Pierre Ozer plaide donc pour des alternatives comme le transport par bateau pour les biens non urgents. " Près de 25% des marchandises qui prennent l’avion pourraient très bien prendre le bateau. Il faut réserver le transport aérien à ce qui est essentiel et non à envoyer de la bière ou du lait en Chine ", s’indigne-t-il.

Taxer le kérosène

Une bonne option pour lui serait de taxer le kérosène, comme cela se fait déjà dans d’autres pays européens. " Cela ramènerait un demi-milliard d’euros dans les caisses wallonnes. Cela pourrait diminuer l’envie des consommateurs d’acheter des choses non indispensables, puisque leur prix serait légèrement moins élevé et d’autre part, les compagnies elles-mêmes réorienteraient ce qu’elles transportent par avion vers des biens avec une valeur ajoutée supérieure ".
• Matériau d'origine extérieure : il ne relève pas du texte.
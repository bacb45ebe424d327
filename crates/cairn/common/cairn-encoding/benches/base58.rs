use criterion::{Criterion, criterion_group, criterion_main};
use std::hint::black_box;

use cairn_encoding::{decode, encode};

fn digest_sized() -> Vec<u8> {
    (0u8..32).map(|i| i.wrapping_mul(37).wrapping_add(11)).collect()
}

fn blob_name_sized() -> Vec<u8> {
    (0u8..127).map(|i| i.wrapping_mul(113).wrapping_add(5)).collect()
}

fn bench_encode_digest(c: &mut Criterion) {
    let data = digest_sized();
    c.bench_function("encode_32_bytes", |b| b.iter(|| encode(black_box(&data))));
}

fn bench_decode_digest(c: &mut Criterion) {
    let text = encode(&digest_sized());
    c.bench_function("decode_32_bytes", |b| {
        b.iter(|| decode(black_box(&text)).unwrap())
    });
}

fn bench_encode_max_blob_name(c: &mut Criterion) {
    let data = blob_name_sized();
    c.bench_function("encode_127_bytes", |b| b.iter(|| encode(black_box(&data))));
}

fn bench_decode_max_blob_name(c: &mut Criterion) {
    let text = encode(&blob_name_sized());
    c.bench_function("decode_127_bytes", |b| {
        b.iter(|| decode(black_box(&text)).unwrap())
    });
}

criterion_group!(
    benches,
    bench_encode_digest,
    bench_decode_digest,
    bench_encode_max_blob_name,
    bench_decode_max_blob_name,
);
criterion_main!(benches);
Bien sûr, l’analyse de Pierre Ozer est loin de faire l’unanimité. Pour ses détracteurs, la croissance de l’aéroport liégeois est une aubaine, pour l’économie locale et donc l’emploi.

L’emploi augmente moins vite que le nombre de colis traités

Un argument auquel le chercheur liégeois ne croit pas. Pour lui, le nombre de colis qui transitent par l’aéroport de Liège augmente bien plus vite que le nombre d’emploi. Il prend l’exemple de la société Liège Cargo Agency. En 2015, l’entreprise traitait 15 kg de colis par semaine. Aujourd’hui, on parle de plus de 1000 tonnes. Dans la même période, elle serait passée de 7 à 45 employés " Si l’emploi augmente, sa progression est dans ce cas 10.000 fois moins rapide que l’augmentation du tonnage traité. "

Les craintes de Pierre Ozer vont plus loin : " les personnes qui travaillent dans ce domaine craignent qu’une fois qu’Ali Baba viendra ici avec sa logistique, tous les emplois locaux seront supprimés pour être soit automatisés, soit pris en charge par les Chinois. "

Le chercheur critique enfin le projet de l’aéroport, qui consiste à planter des arbres à Madagascar pour compenser les émissions de CO2. Il souligne que le programme ne vise que les émissions du bâtiment de l’aéroport et pas le trafic des avions.